Hello. Welcome to the sixth sordid entry in the Music Contest lineage.

"Six years, already?", I can hear it now. Every year the scene either gets smaller, bigger, higher, or lower quality (depending on your viewpoint, of course). One of the yearly highlights, though, is the Music Contest. MC5 was easily one of the most well-organized competitions in recent years. Snowman's scripts and ftp servers and automated vote-tallying made for a very clean process. Whether or not you agreed with all of the rules and regulations, one must admit that it continually improves from year to year. It's a small morsel of wholesome goodness in this big decadent chocolate cake we call the "music scene".

I wish I had some deep insights into the meaning of it all. I do know, however, that whether we like it or not, we are slowly merging into the "internet music scene", whatever the hell that is. Music and Computers has a column called the "MOD Philez". WinAMP plays not only MP3's, but S3M's and IT's. A lot of commercial games are using IT/XM/MOD technology (even Nintendo 64 console games). It seems we are reduced to the sum of our technology. Tracking has become another way to sequence samples, along with conventional MIDI-driven sequencers and hardware samplers. As we find "commercial" acceptance, we also get lost in the mainstream.

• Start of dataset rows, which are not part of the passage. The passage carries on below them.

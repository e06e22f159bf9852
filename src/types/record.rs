use serde::{Deserialize, Serialize};

/// Raw sensor package: a workout tag plus positional readings.
#[derive(Debug, Clone, PartialEq, Serialize, Deserialize)]
#[serde(deny_unknown_fields)]
pub struct WorkoutRecord {
    pub workout_type: String,
    pub data: Vec<f64>,
}

impl WorkoutRecord {
    pub fn new(workout_type: impl Into<String>, data: impl Into<Vec<f64>>) -> Self {
        Self {
            workout_type: workout_type.into(),
            data: data.into(),
        }
    }
}

/// The packages the tracker ships with, in emission order.
pub fn sample_records() -> Vec<WorkoutRecord> {
    vec![
        WorkoutRecord::new("SWM", [720.0, 1.0, 80.0, 25.0, 40.0]),
        WorkoutRecord::new("RUN", [15000.0, 1.0, 75.0]),
        WorkoutRecord::new("WLK", [9000.0, 1.0, 75.0, 180.0]),
    ]
}
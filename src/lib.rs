pub mod config;
pub mod error;
pub mod pipeline;
pub mod routes;
pub mod state;
pub mod types;

use axum::Router;
use tower_http::cors::{Any, CorsLayer};
use tower_http::trace::TraceLayer;

/// HTTP application with every route mounted.
pub fn app(state: state::AppState) -> Router {
    Router::new()
        .merge(routes::health::router())
        .merge(routes::summary::router())
        .layer(
            CorsLayer::new()
                .allow_origin(Any)
                .allow_methods(Any)
                .allow_headers(Any),
        )
        .layer(TraceLayer::new_for_http())
        .with_state(state)
}
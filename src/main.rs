use std::io::Read;
use std::path::{Path, PathBuf};

use clap::{Parser, Subcommand};
use tracing_subscriber::{layer::SubscriberExt, util::SubscriberInitExt};

use workout_tracker::config::Config;
use workout_tracker::error::AppError;
use workout_tracker::pipeline::run::{self, FailurePolicy};
use workout_tracker::state::AppState;
use workout_tracker::types::record::{sample_records, WorkoutRecord};

#[derive(Parser)]
#[command(
    name = "workout-tracker",
    about = "Distance, speed and calorie summaries for running, walking and swimming"
)]
struct Cli {
    /// Skip records that fail instead of stopping at the first one
    #[arg(long, global = true)]
    keep_going: bool,

    #[command(subcommand)]
    command: Option<Command>,
}

#[derive(Subcommand)]
enum Command {
    /// Summarize the built-in sample packages
    Sample,
    /// Summarize one package given on the command line
    Calc {
        /// Workout tag: SWM, RUN or WLK
        tag: String,
        /// Positional readings for that workout type
        #[arg(allow_negative_numbers = true)]
        values: Vec<f64>,
    },
    /// Summarize a JSON array of packages read from a file, or `-` for stdin
    Batch { path: PathBuf },
    /// Serve summaries over HTTP
    Serve,
}

#[tokio::main]
async fn main() {
    tracing_subscriber::registry()
        .with(
            tracing_subscriber::EnvFilter::try_from_default_env()
                .unwrap_or_else(|_| "workout_tracker=info,tower_http=debug".into()),
        )
        .with(tracing_subscriber::fmt::layer().with_writer(std::io::stderr))
        .init();

    let cli = Cli::parse();
    let config = Config::from_env();

    if let Err(err) = execute(cli, config).await {
        tracing::error!("{}", err);
        std::process::exit(1);
    }
}

async fn execute(cli: Cli, config: Config) -> Result<(), AppError> {
    let policy = if cli.keep_going {
        FailurePolicy::Report
    } else {
        config.failure_policy()
    };

    let records = match cli.command.unwrap_or(Command::Sample) {
        Command::Sample => sample_records(),
        Command::Calc { tag, values } => vec![WorkoutRecord::new(tag, values)],
        Command::Batch { path } => read_records(&path)?,
        Command::Serve => return serve(config).await,
    };

    let stdout = std::io::stdout();
    let report = run::run(&records, &mut stdout.lock(), policy)?;
    if report.failed > 0 {
        return Err(AppError::BadRequest(format!(
            "{} of {} records failed",
            report.failed,
            records.len()
        )));
    }
    Ok(())
}

fn read_records(path: &Path) -> Result<Vec<WorkoutRecord>, AppError> {
    let raw = if path.as_os_str() == "-" {
        let mut buf = String::new();
        std::io::stdin().read_to_string(&mut buf)?;
        buf
    } else {
        std::fs::read_to_string(path)?
    };
    Ok(serde_json::from_str(&raw)?)
}

async fn serve(config: Config) -> Result<(), AppError> {
    let addr = format!("0.0.0.0:{}", config.port);
    let app = workout_tracker::app(AppState::new(config));

    let listener = tokio::net::TcpListener::bind(&addr).await?;

    tracing::info!("Workout tracker listening on {}", addr);
    tracing::info!("Health check: http://{}/health", addr);
    tracing::info!("Summary: POST http://{}/api/summary", addr);

    axum::serve(listener, app).await?;
    Ok(())
}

For a while it was different. There was that brief period where tracking did push an envelope. It let people without access to expensive pro equipment make really great sounding music. And simultaneously, the "internet" was coming into being as a means of fast communication without regards to distance. This allowed the music "scene" to penetrate a lot of places where it could never get to before. Not surprisingly, a large community began to develop, out of people who wanted to spread and share their music with others. And also, I'm sure, there was a desire to connect with other people who had the similar (insane, ridiculous, all-consuming) desire to spend hours and hours of their lives in front of a glowing screen making lots of synchronous noise.

Are those days over?

It's hard to say.

I went to The Hornet Archive the other day, because I hadn't been there in a while. I figured I would catch up with what was going on. DemoNews was gone. TraxWeekly hadn't released a new issue since early February. I went onto IRC to try to find people. Most of the servers were dead. I eventually did get to #trax, and there was barely anyone there. What happened? Did everything dry up and wither away when I wasn't looking? I do know that a lot of my scene friends ended up working for game companies, or doing their own MIDI-based stuff, or devoting more time to college, or getting married (eeks) or running off to foreign lands.

Is there hope?

MC5 had double the number of entries as MC4, which had quite a bit more than MC3, and so on. The quality has certainly improved each year, and it's gotten consistently more professional. It's the time of the year when people submit their best work to the harshest judges of all: the public. There is certainly nothing else like it. MC brings a certain amount of professionalism and respectability to the music scene that you don't get from a lot of other places. And you, dear reader, can be a part of the process. Enter a song. Judge and comment the songs of others. Get the word out. Share your visions with your fellow man. By doing this, we revitalize ourselves and our tracking community.

Maybe the trend will continue. Maybe we can avoid being assimilated into the digital music soup. There's only one way to find out.

Fight the end of the scene.

Support our collective dream with your MC6 entry.